We work on the ground to involve all community members in envisioning, planning, and creating the public spaces that will influence their daily lives.
We bring everyone together across disciplines and sectors—from government agencies and nonprofits to developers and neighborhood groups—to develop great public spaces in communities worldwide.
We show people what’s possible and give them the tools to not only transform their public spaces for the better, but also to own and to take care of them for years to come.
We advocate for public spaces that work for all people. Every project takes observation, practical experimentation, and agility to bring the best solutions to life.
We believe that community-powered public spaces are the backbone of a healthy, equitable society, and we are dedicated to working with people who are just as passionate about them as we are.

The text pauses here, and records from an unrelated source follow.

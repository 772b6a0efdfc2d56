//! Interface State Tracker
//!
//! Answers "does this named connection exist, and is it running?" for a
//! fixed set of connection names. Every call re-reads the network manager:
//! snapshots are values, never cached across a state-changing operation.

use crate::port::{NetworkControl, PortError};
use std::fmt;
use tracing::debug;

/// State of one logical connection at the time of the query
#[derive(Debug, Clone, PartialEq, Eq)]
pub struct InterfaceRecord {
    pub name: String,
    pub exists: bool,
    pub active: bool,
}

/// Result of one [`InterfaceStateTracker::refresh`]
#[derive(Debug, Clone, PartialEq, Eq)]
pub struct InterfaceSnapshot {
    records: Vec<InterfaceRecord>,
}

impl InterfaceSnapshot {
    pub fn record(&self, name: &str) -> Option<&InterfaceRecord> {
        self.records.iter().find(|r| r.name == name)
    }

    /// Untracked names read as absent
    pub fn exists(&self, name: &str) -> bool {
        self.record(name).is_some_and(|r| r.exists)
    }

    pub fn active(&self, name: &str) -> bool {
        self.record(name).is_some_and(|r| r.active)
    }

    pub fn records(&self) -> &[InterfaceRecord] {
        &self.records
    }
}

impl fmt::Display for InterfaceSnapshot {
    fn fmt(&self, f: &mut fmt::Formatter<'_>) -> fmt::Result {
        for (i, r) in self.records.iter().enumerate() {
            if i > 0 {
                f.write_str(", ")?;
            }
            write!(f, "{}(exists={}, active={})", r.name, r.exists, r.active)?;
        }
        Ok(())
    }
}

/// Tracks a fixed set of connection names
#[derive(Debug, Clone)]
pub struct InterfaceStateTracker {
    names: Vec<String>,
}

impl InterfaceStateTracker {
    pub fn new<I, S>(names: I) -> Self
    where
        I: IntoIterator<Item = S>,
        S: Into<String>,
    {
        Self {
            names: names.into_iter().map(Into::into).collect(),
        }
    }

    pub fn names(&self) -> &[String] {
        &self.names
    }

    /// Query the network manager for the current state of every tracked name
    ///
    /// Objects that vanish between listing and introspection are skipped.
    pub fn refresh(&self, network: &dyn NetworkControl) -> Result<InterfaceSnapshot, PortError> {
        let mut records: Vec<InterfaceRecord> = self
            .names
            .iter()
            .map(|name| InterfaceRecord {
                name: name.clone(),
                exists: false,
                active: false,
            })
            .collect();

        for conn in network.list_connections()? {
            let Ok(settings) = network.connection_settings(&conn) else {
                continue;
            };
            if let Some(r) = records.iter_mut().find(|r| r.name == settings.id) {
                r.exists = true;
            }
        }

        for active in network.list_active_connections()? {
            let Ok(props) = network.active_properties(&active) else {
                continue;
            };
            if let Some(r) = records.iter_mut().find(|r| r.name == props.id) {
                r.active = true;
            }
        }

        let snapshot = InterfaceSnapshot { records };
        debug!("Tracker info: {}", snapshot);
        Ok(snapshot)
    }
}
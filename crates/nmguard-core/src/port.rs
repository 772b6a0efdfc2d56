//! System Ports
//!
//! The core never talks to the OS directly. Everything it needs from
//! NetworkManager, systemd-logind and the process table goes through
//! the three traits in this module:
//!
//! - [`NetworkControl`]: connection CRUD, activation and signals
//! - [`SessionControl`]: session state, lock/sleep/shutdown signals, inhibitors
//! - [`CommandRunner`]: the subprocess call used to add/remove dummy interfaces
//!
//! The daemon binary provides D-Bus backed implementations; tests use the
//! in-memory fakes from the `testing` module.

use crate::state::DaemonEvent;
use crossbeam_channel::Sender;
use std::fmt;
use std::net::IpAddr;
use std::process::Command;
use tracing::debug;

/// Path of a connection settings object
#[derive(Debug, Clone, PartialEq, Eq, Hash)]
pub struct ConnectionId(pub String);

/// Path of an active connection object
#[derive(Debug, Clone, PartialEq, Eq, Hash)]
pub struct ActiveId(pub String);

impl fmt::Display for ConnectionId {
    fn fmt(&self, f: &mut fmt::Formatter<'_>) -> fmt::Result {
        f.write_str(&self.0)
    }
}

impl fmt::Display for ActiveId {
    fn fmt(&self, f: &mut fmt::Formatter<'_>) -> fmt::Result {
        f.write_str(&self.0)
    }
}

/// The "no object" path, used for device and specific-object arguments
pub const NO_OBJECT: &str = "/";

/// Settings of a stored connection
#[derive(Debug, Clone, Default, PartialEq, Eq)]
pub struct ConnectionSettings {
    /// `connection.id`
    pub id: String,
    /// `connection.type` ("vpn", "dummy", "802-3-ethernet", ...)
    pub kind: String,
    /// `vpn.data.dev` for VPN connections
    pub vpn_device: Option<String>,
}

/// NMActiveConnectionState values we care about
pub mod active_state {
    pub const ACTIVATING: u32 = 1;
    pub const ACTIVATED: u32 = 2;
}

/// Properties of an active connection
#[derive(Debug, Clone, PartialEq, Eq)]
pub struct ActiveProperties {
    pub id: String,
    pub kind: String,
    /// NMActiveConnectionState
    pub state: u32,
    /// Settings object this active connection was started from
    pub connection: ConnectionId,
    /// Carries the IPv4 default route
    pub default4: bool,
    /// Carries the IPv6 default route
    pub default6: bool,
}

/// Global NetworkManager properties
#[derive(Debug, Clone, Copy, Default, PartialEq, Eq)]
pub struct GlobalProperties {
    /// NMState
    pub state: u32,
    pub connectivity_check_available: bool,
    pub connectivity_check_enabled: bool,
}

/// NMState value for full (global) connectivity
pub const NM_STATE_CONNECTED_GLOBAL: u32 = 70;

/// Tunnel connection to be added to the network manager
///
/// Only the data the core owns is carried here; turning it into a
/// protocol-specific profile is the port's business.
#[derive(Debug, Clone, PartialEq, Eq)]
pub struct TunnelSpec {
    pub name: String,
    pub device: String,
    pub remote: IpAddr,
    pub domain: String,
    pub protocol: String,
    pub username: String,
    pub password: String,
}

/// Signals emitted by network manager objects
#[derive(Debug, Clone, Copy, PartialEq, Eq)]
pub enum NetworkSignal {
    /// Global `StateChanged(u32)` on the manager object
    StateChanged,
    /// `VpnStateChanged(u32, u32)` on an active VPN connection
    VpnStateChanged,
}

/// Signals emitted by the current login session
#[derive(Debug, Clone, Copy, PartialEq, Eq)]
pub enum SessionSignal {
    Lock,
    Unlock,
}

/// Signals emitted by the login manager
#[derive(Debug, Clone, Copy, PartialEq, Eq)]
pub enum ManagerSignal {
    PrepareForShutdown,
    PrepareForSleep,
}

/// Port errors
#[derive(Debug, thiserror::Error)]
pub enum PortError {
    #[error("Bus error: {0}")]
    Bus(String),

    #[error("Object not found: {0}")]
    NotFound(String),

    #[error("IO error: {0}")]
    Io(#[from] std::io::Error),
}

/// Access to the OS network manager
pub trait NetworkControl: Send + Sync {
    fn list_connections(&self) -> Result<Vec<ConnectionId>, PortError>;

    fn list_active_connections(&self) -> Result<Vec<ActiveId>, PortError>;

    fn connection_settings(&self, id: &ConnectionId) -> Result<ConnectionSettings, PortError>;

    fn active_properties(&self, id: &ActiveId) -> Result<ActiveProperties, PortError>;

    /// Activate a stored connection. `None` means the manager returned
    /// an empty path.
    fn activate(
        &self,
        connection: &ConnectionId,
        device: &str,
        specific_object: &str,
    ) -> Result<Option<ActiveId>, PortError>;

    fn deactivate(&self, active: &ActiveId) -> Result<(), PortError>;

    fn delete(&self, connection: &ConnectionId) -> Result<(), PortError>;

    fn create(&self, spec: &TunnelSpec) -> Result<ConnectionId, PortError>;

    /// Forward `signal` emitted by `object` into `sink`.
    /// `object` is ignored for manager-wide signals.
    fn subscribe(
        &self,
        object: &str,
        signal: NetworkSignal,
        sink: Sender<DaemonEvent>,
    ) -> Result<(), PortError>;

    fn global_properties(&self) -> Result<GlobalProperties, PortError>;

    fn set_connectivity_check(&self, enabled: bool) -> Result<(), PortError>;
}

/// Properties of the current login session
#[derive(Debug, Clone, PartialEq, Eq)]
pub struct SessionProperties {
    /// "active", "online" or "closing"
    pub state: String,
}

impl SessionProperties {
    pub fn is_active(&self) -> bool {
        self.state == "active"
    }
}

#[derive(Debug, Clone, Copy, PartialEq, Eq)]
pub enum InhibitKind {
    Sleep,
    Shutdown,
}

impl InhibitKind {
    pub fn as_str(&self) -> &'static str {
        match self {
            InhibitKind::Sleep => "sleep",
            InhibitKind::Shutdown => "shutdown",
        }
    }
}

#[derive(Debug, Clone, Copy, PartialEq, Eq)]
pub enum InhibitMode {
    Block,
    Delay,
}

impl InhibitMode {
    pub fn as_str(&self) -> &'static str {
        match self {
            InhibitMode::Block => "block",
            InhibitMode::Delay => "delay",
        }
    }
}

/// Backend handle behind an [`InhibitorLock`]
pub trait InhibitHandle: Send {
    fn release(self: Box<Self>) -> Result<(), PortError>;
}

/// An inhibitor lock held on behalf of the daemon
///
/// Releasing consumes the lock, so it can only happen once.
pub struct InhibitorLock {
    kind: InhibitKind,
    handle: Box<dyn InhibitHandle>,
}

impl InhibitorLock {
    pub fn new(kind: InhibitKind, handle: Box<dyn InhibitHandle>) -> Self {
        Self { kind, handle }
    }

    pub fn kind(&self) -> InhibitKind {
        self.kind
    }

    pub fn release(self) -> Result<(), PortError> {
        debug!("Releasing {} inhibitor lock", self.kind.as_str());
        self.handle.release()
    }
}

impl fmt::Debug for InhibitorLock {
    fn fmt(&self, f: &mut fmt::Formatter<'_>) -> fmt::Result {
        write!(f, "InhibitorLock({})", self.kind.as_str())
    }
}

/// Access to the login manager
pub trait SessionControl: Send + Sync {
    fn session_properties(&self) -> Result<SessionProperties, PortError>;

    fn subscribe_session(
        &self,
        signal: SessionSignal,
        sink: Sender<DaemonEvent>,
    ) -> Result<(), PortError>;

    fn subscribe_manager(
        &self,
        signal: ManagerSignal,
        sink: Sender<DaemonEvent>,
    ) -> Result<(), PortError>;

    fn inhibit(
        &self,
        kind: InhibitKind,
        who: &str,
        why: &str,
        mode: InhibitMode,
    ) -> Result<InhibitorLock, PortError>;
}

/// Result of a finished subprocess
#[derive(Debug, Clone, PartialEq, Eq)]
pub struct CommandOutput {
    pub code: i32,
    pub stdout: String,
    pub stderr: String,
}

impl CommandOutput {
    pub fn success(&self) -> bool {
        self.code == 0
    }
}

/// Runs a program to completion
pub trait CommandRunner: Send + Sync {
    fn run(&self, program: &str, args: &[String]) -> Result<CommandOutput, PortError>;
}

/// [`CommandRunner`] backed by `std::process::Command`
#[derive(Debug, Clone, Copy, Default)]
pub struct SystemCommandRunner;

impl CommandRunner for SystemCommandRunner {
    fn run(&self, program: &str, args: &[String]) -> Result<CommandOutput, PortError> {
        let output = Command::new(program).args(args).output()?;
        Ok(CommandOutput {
            // Killed by a signal: report as a generic failure
            code: output.status.code().unwrap_or(-1),
            stdout: String::from_utf8_lossy(&output.stdout).into_owned(),
            stderr: String::from_utf8_lossy(&output.stderr).into_owned(),
        })
    }
}

/// Find a stored connection by its `connection.id`
pub fn find_connection(
    network: &dyn NetworkControl,
    name: &str,
) -> Result<Option<ConnectionId>, PortError> {
    for conn in network.list_connections()? {
        match network.connection_settings(&conn) {
            Ok(settings) if settings.id == name => return Ok(Some(conn)),
            Ok(_) => {}
            Err(e) => debug!("Skipping connection {}: {}", conn, e),
        }
    }
    Ok(None)
}

/// Find the active connection whose id is `name`
pub fn find_active_connection(
    network: &dyn NetworkControl,
    name: &str,
) -> Result<Option<ActiveId>, PortError> {
    for active in network.list_active_connections()? {
        match network.active_properties(&active) {
            Ok(props) if props.id == name => return Ok(Some(active)),
            Ok(_) => {}
            Err(e) => debug!("Skipping active connection {}: {}", active, e),
        }
    }
    Ok(None)
}

/// Find the stored VPN connection bound to the virtual `device`
pub fn find_tunnel_connection(
    network: &dyn NetworkControl,
    device: &str,
) -> Result<Option<ConnectionId>, PortError> {
    for conn in network.list_connections()? {
        let settings = match network.connection_settings(&conn) {
            Ok(settings) => settings,
            Err(e) => {
                debug!("Skipping connection {}: {}", conn, e);
                continue;
            }
        };
        if settings.kind == "vpn" && settings.vpn_device.as_deref() == Some(device) {
            return Ok(Some(conn));
        }
    }
    Ok(None)
}

/// Find the active VPN connection bound to `device`, with its state
pub fn find_active_tunnel(
    network: &dyn NetworkControl,
    device: &str,
) -> Result<Option<(ActiveId, ActiveProperties)>, PortError> {
    for active in network.list_active_connections()? {
        let props = match network.active_properties(&active) {
            Ok(props) => props,
            Err(e) => {
                debug!("Skipping active connection {}: {}", active, e);
                continue;
            }
        };
        if props.kind != "vpn" {
            continue;
        }
        let settings = match network.connection_settings(&props.connection) {
            Ok(settings) => settings,
            Err(_) => continue,
        };
        if settings.vpn_device.as_deref() == Some(device) {
            return Ok(Some((active, props)));
        }
    }
    Ok(None)
}

/// The active connection that carries the default route
pub fn primary_connection(
    network: &dyn NetworkControl,
) -> Result<Option<(ActiveId, ActiveProperties)>, PortError> {
    for active in network.list_active_connections()? {
        match network.active_properties(&active) {
            Ok(props) if props.default4 || props.default6 => return Ok(Some((active, props))),
            Ok(_) => {}
            Err(e) => debug!("Skipping active connection {}: {}", active, e),
        }
    }
    Ok(None)
}
//! Address exclusion for the routed interface.

use ipnet::Ipv4Net;
use std::net::Ipv4Addr;

/// `network` minus `excluded`, as the list of disjoint networks that
/// cover what is left, largest first.
///
/// Returns `network` unchanged when it does not contain `excluded`.
pub fn exclude(network: Ipv4Net, excluded: Ipv4Net) -> Vec<Ipv4Net> {
    let network = network.trunc();
    let excluded = excluded.trunc();
    if !network.contains(&excluded) {
        return vec![network];
    }

    let mut remaining = Vec::new();
    let mut current = network;
    while current.prefix_len() < excluded.prefix_len() {
        let Ok(mut halves) = current.subnets(current.prefix_len() + 1) else {
            break;
        };
        let (Some(lower), Some(upper)) = (halves.next(), halves.next()) else {
            break;
        };
        if lower.contains(&excluded) {
            remaining.push(upper);
            current = lower;
        } else {
            remaining.push(lower);
            current = upper;
        }
    }
    remaining
}

/// Every IPv4 network except the single host `server`
pub fn everything_except(server: Ipv4Addr) -> Vec<Ipv4Net> {
    let all = Ipv4Net::default();
    match Ipv4Net::new(server, 32) {
        Ok(host) => exclude(all, host),
        Err(_) => vec![all],
    }
}

/// Comma separated list, the form nmcli expects
pub fn join(networks: &[Ipv4Net]) -> String {
    networks
        .iter()
        .map(|n| n.to_string())
        .collect::<Vec<_>>()
        .join(",")
}
//! Logging bootstrap

use tracing_subscriber::EnvFilter;

/// Install the global fmt subscriber. `RUST_LOG` overrides the default
/// `info` level.
pub fn init() {
    let filter = EnvFilter::try_from_default_env().unwrap_or_else(|_| EnvFilter::new("info"));

    tracing_subscriber::fmt()
        .with_env_filter(filter)
        .with_target(false)
        .compact()
        .init();
}
#[derive(Debug, thiserror::Error)]
pub enum ClientError {
    #[error(transparent)]
    ServerList(#[from] ServerListError),

    #[error("Kill switch error: {0}")]
    KillSwitch(#[from] KillSwitchError),

    #[error("IPv6 leak protection error: {0}")]
    LeakProtection(#[from] LeakProtectionError),

    #[error("Metadata error: {0}")]
    Metadata(#[from] MetadataError),

    #[error("Port error: {0}")]
    Port(#[from] PortError),

    #[error("VPN connection was not found")]
    ConnectionNotFound,

    #[error("Server has no usable entry IP: {0:?}")]
    InvalidServer(String),

    #[error("Tunnel did not come up within {0:?}")]
    Timeout(Duration),

    #[error("Tunnel ended in state {state} ({reason:?})")]
    TunnelFailed {
        state: VpnState,
        reason: VpnStateReason,
    },
}

/// Account credentials for the tunnel
#[derive(Clone, PartialEq, Eq)]
pub struct Credentials {
    pub username: String,
    pub password: String,
}

impl std::fmt::Debug for Credentials {
    fn fmt(&self, f: &mut std::fmt::Formatter<'_>) -> std::fmt::Result {
        f.debug_struct("Credentials")
            .field("username", &self.username)
            .finish_non_exhaustive()
    }
}

/// Everything one connect attempt needs, fixed at setup time
#[derive(Debug, Clone, PartialEq, Eq)]
pub struct ConnectionTarget {
    entry_ip: Ipv4Addr,
    domain: String,
    servername: String,
    credentials: Credentials,
    protocol: String,
}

Applying and popularizing the groundbreaking ideas and methodology of William H. Whyte, Project for Public Spaces was founded in 1975 by Fred Kent as a three-year project to get public spaces to be planned as if people mattered. As they reached their deadline, however, Kent, joined by co-founders Kathy Madden and Steve Davies, found that there was still so much to learn and improve about the public realm.
In 1980, Project for Public Spaces was asked to observe and propose recommendations for Bryant Park, which had gained a negative reputation among most New Yorkers, due to the dominance of drug dealing and use in the park. The opening of the park to the street and the addition of flexible seating, as well as outstanding ongoing management of the space, helped transform Bryant Park into one of the most influential models for public space in the United States. As a result, Project for Public Spaces also expanded its services from public space research to a robust technical assistance practice, working in hundreds of public spaces around North America, like Campus Martius, Discovery Green, and the Flint Farmers Market.
In 1987, Project for Public Spaces hosted the first of many International Public Markets Conferences, convening 400 market leaders from around the world at Pike Place Market in Seattle, WA, and launching our Public Markets program, which has since evolved into the Market Cities Program, to provide technical assistance, training, resources, and research to market operators and the people who support them.
Reflecting on two decades of observing and advising on public spaces, the Project for Public Spaces team concluded that the users and potential users of a public space have the ability to understand and improve it themselves—often with more unique, meaningful, and lasting results than an external consultant acting alone. We decided to turn the planning process upside down to get it right side up. In 1995, using the term “placemaking” to describe a new process that started with identifying and engaging a community of stakeholders, and our staff adopted the role of facilitators, educators, and advisors in implementation.
In 1996, we launched the Urban Parks Institute with support from the Wallace Reader’s Digest Funds to develop a community of practice for people who develop and manage parks, particularly in neighborhoods with poor public space access and maintenance. The Institute offered regular conferences, research on best practices, and technical assistance—all of which led to the founding of the City Parks Alliance in 2000.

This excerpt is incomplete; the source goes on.